Opposite to the interstices of the saws are flat bars of iron, which form a parallel grid of such a curvature, that the shoulder of the slanting saw tooth passes first, and then the point. By this means, when a tooth gets bent by the seeds, it resets itself by rubbing against the grid bars, instead of being torn off, as would happen did the apex of the saw tooth enter first. Care must be taken that the saws revolve in the middle of their respective grid intervals, for if they rubbed against the bars they would tear the cotton filaments to pieces.

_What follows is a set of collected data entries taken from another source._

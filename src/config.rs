//! Application configuration management.
//!
//! This module handles loading configuration from environment variables.
//! It uses the `envy` crate to automatically deserialize environment variables into a type-safe struct.

use serde::Deserialize;

/// Application configuration loaded from environment variables.
///
/// # Environment Variables
///
/// - `DB_HOST` (optional): PostgreSQL host, defaults to localhost
/// - `DB_PORT` (optional): PostgreSQL port, defaults to 5432
/// - `DB_NAME` (required): database name
/// - `DB_USER` (required): database user
/// - `DB_PASSWORD` (required): database password
/// - `SERVER_PORT` (optional): HTTP server port, defaults to 3000
#[derive(Debug, Clone, Deserialize)]
pub struct Config {
    #[serde(default = "default_db_host")]
    pub db_host: String,

    #[serde(default = "default_db_port")]
    pub db_port: u16,

    pub db_name: String,

    pub db_user: String,

    pub db_password: String,

    #[serde(default = "default_port")]
    pub server_port: u16,
}

/// Default database host if DB_HOST is not set.
fn default_db_host() -> String {
    "localhost".to_string()
}

/// Default database port if DB_PORT is not set.
fn default_db_port() -> u16 {
    5432
}

/// Default port if SERVER_PORT environment variable is not set.
fn default_port() -> u16 {
    3000
}

impl Config {
    /// Load configuration from environment variables.
    ///
    /// This method first attempts to load a `.env` file (which is optional),
    /// then reads environment variables and deserializes them into a Config struct.
    ///
    /// Configuration is read exactly once, at process startup; missing
    /// `DB_NAME`, `DB_USER` or `DB_PASSWORD` is a fatal error raised here,
    /// before any connection is opened.
    ///
    /// # Errors
    ///
    /// Returns an error if:
    /// - Required environment variables are missing (DB_NAME, DB_USER, DB_PASSWORD)
    /// - Environment variable values cannot be parsed into expected types
    pub fn from_env() -> Result<Self, envy::Error> {
        // Try to load .env file if it exists (does nothing if not found)
        dotenvy::dotenv().ok();

        // Parse environment variables into Config struct
        // Field names are automatically converted: db_name -> DB_NAME
        envy::from_env::<Config>()
    }
}
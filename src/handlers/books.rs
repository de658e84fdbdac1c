//! Book management HTTP handlers.
//!
//! This module implements the book-related API endpoints:
//! - POST /api/v1/libros - Create a new book
//! - GET /api/v1/libros - List all books
//! - GET /api/v1/libros/:id - Get book by ID (author-enriched)
//! - PUT /api/v1/libros/:id - Update a book (author-enriched)
//! - DELETE /api/v1/libros/:id - Delete a book
//! - GET /api/v1/autores/:id/libros - List one author's books (enriched)

use axum::{
    Json,
    extract::{Path, State},
    http::StatusCode,
};
use serde_json::{Value, json};

use crate::error::AppError;
use crate::handlers::AppState;
use crate::models::book::{Book, BookWithAuthor, CreateBookRequest};

/// Create a new book.
///
/// # Endpoint
///
/// `POST /api/v1/libros`
///
/// # Request Body
///
/// ```json
/// {
///   "titulo": "Cien años de soledad",
///   "isbn": "9783161484100",
///   "anio_publicacion": 1967,
///   "autor_id": 1,
///   "genero": "Novela"
/// }
/// ```
///
/// # Response
///
/// - **Success (201 Created)**: Returns the created book with the author's
///   data nested under `author`
/// - **Error (400)**: A field is missing or fails a validation rule
/// - **Error (422)**: The referenced author does not exist
/// - **Error (500)**: Database error
pub async fn create_book(
    State(state): State<AppState>,
    Json(request): Json<CreateBookRequest>,
) -> Result<(StatusCode, Json<BookWithAuthor>), AppError> {
    let book = state.books.create(request).await?;

    Ok((StatusCode::CREATED, Json(book)))
}

/// List all books, ordered by title.
///
/// # Endpoint
///
/// `GET /api/v1/libros`
///
/// # Response
///
/// - **Success (200 OK)**: Returns an array of bare book records. The bulk
///   path skips author enrichment; fetch a single book for the nested
///   author data.
pub async fn list_books(State(state): State<AppState>) -> Result<Json<Vec<Book>>, AppError> {
    let books = state.books.get_all().await?;

    Ok(Json(books))
}

/// Get a specific book by ID, enriched with its author.
///
/// # Endpoint
///
/// `GET /api/v1/libros/:id`
///
/// # Response
///
/// - **Success (200 OK)**: Returns the book; `author` is the author's data
///   or `null` when the reference dangles
/// - **Error (400)**: `id` is not a positive integer
/// - **Error (404)**: No book with this id
pub async fn get_book(
    State(state): State<AppState>,
    Path(id): Path<i32>,
) -> Result<Json<BookWithAuthor>, AppError> {
    let book = state
        .books
        .get_by_id(id)
        .await?
        .ok_or_else(|| AppError::NotFound(format!("book with id {id} not found")))?;

    Ok(Json(book))
}

/// List every book of one author, each enriched with that author.
///
/// # Endpoint
///
/// `GET /api/v1/autores/:id/libros`
///
/// # Response
///
/// - **Success (200 OK)**: Returns an array of enriched books (may be empty)
/// - **Error (422)**: The author does not exist
pub async fn list_books_by_author(
    State(state): State<AppState>,
    Path(author_id): Path<i32>,
) -> Result<Json<Vec<BookWithAuthor>>, AppError> {
    let books = state.books.get_by_author(author_id).await?;

    Ok(Json(books))
}

/// Update an existing book.
///
/// # Endpoint
///
/// `PUT /api/v1/libros/:id`
///
/// All fields are replaced; the id is immutable. The referenced author is
/// re-verified.
///
/// # Response
///
/// - **Success (200 OK)**: Returns the updated, author-enriched book
/// - **Error (400)**: A field fails validation
/// - **Error (404)**: No book with this id
/// - **Error (422)**: The referenced author does not exist
pub async fn update_book(
    State(state): State<AppState>,
    Path(id): Path<i32>,
    Json(request): Json<CreateBookRequest>,
) -> Result<Json<BookWithAuthor>, AppError> {
    let book = state.books.update(id, request).await?;

    Ok(Json(book))
}

/// Delete a book by ID.
///
/// # Endpoint
///
/// `DELETE /api/v1/libros/:id`
///
/// # Response
///
/// - **Success (200 OK)**: `{"deleted": true}` when a row was removed,
///   `{"deleted": false}` when no book matched (idempotent)
/// - **Error (400)**: `id` is not a positive integer
pub async fn delete_book(
    State(state): State<AppState>,
    Path(id): Path<i32>,
) -> Result<Json<Value>, AppError> {
    let deleted = state.books.delete(id).await?;

    Ok(Json(json!({ "deleted": deleted })))
}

The hollow cylinder H, is mounted with the brushes c c c, the tips of whose bristles ought to touch the saw teeth, as at d, d, (see plan,) and thus sweep off the adhering cotton wool. The cylinder H revolves in an opposite direction to the cylinder F, as is indicated by the arrows in the section.

The seed cotton, as picked from the pods, is thrown into the hopper I,, (see section;) the disc saws, I, in turning round, encounter the cotton filaments resting against the grid, catch them with their sharp teeth, and drag them inwards and upwards, while the striped seeds, too large to pass between the bars, fall through the bottom N of the hopper, upon the inclined board M. The size of the aperture N, is regulated at pleasure by an adjusting screw to suit the size of the particular species of seeds.

The saw teeth, filled with cotton wool, after returning through the grid, meet the brushes c c c of the cylinder H, and deliver it up to them; the cotton is thereafter whisked down upon the sloping table O, and thence falls into the receptacle P. A cover Q (see section) encloses both the cylinders and the hopper; this cover is turned up around the hinges as shown in the section, in order to introduce the charge of seed cotton into the machine, and is then let down before setting the wheels in gear with the driving power.

The axis ee, ff, of the cylinders (see plan) should be well fitted into their plummer box bearings, so as to prevent any lateral swagging, which would greatly injure their operation. The raised position of the cover is obvious in the section, the hinge being placed at B.

By means of the cotton gin, one man with the aid of a water wheel possessing a two horse power, can clean five thousand pounds of seed cotton in a day, eighty saws being mounted upon his machine. The cleaned wool forms generally one fourth of the weight of the seed cotton, and sometimes so much as twenty-seven per cent. The ginners are usually a distinct body from the planters, and they receive for their work, one-eighth, or one-tenth of the net weight of the cleaned cotton, under an obligation to supply all the seed required by the planter.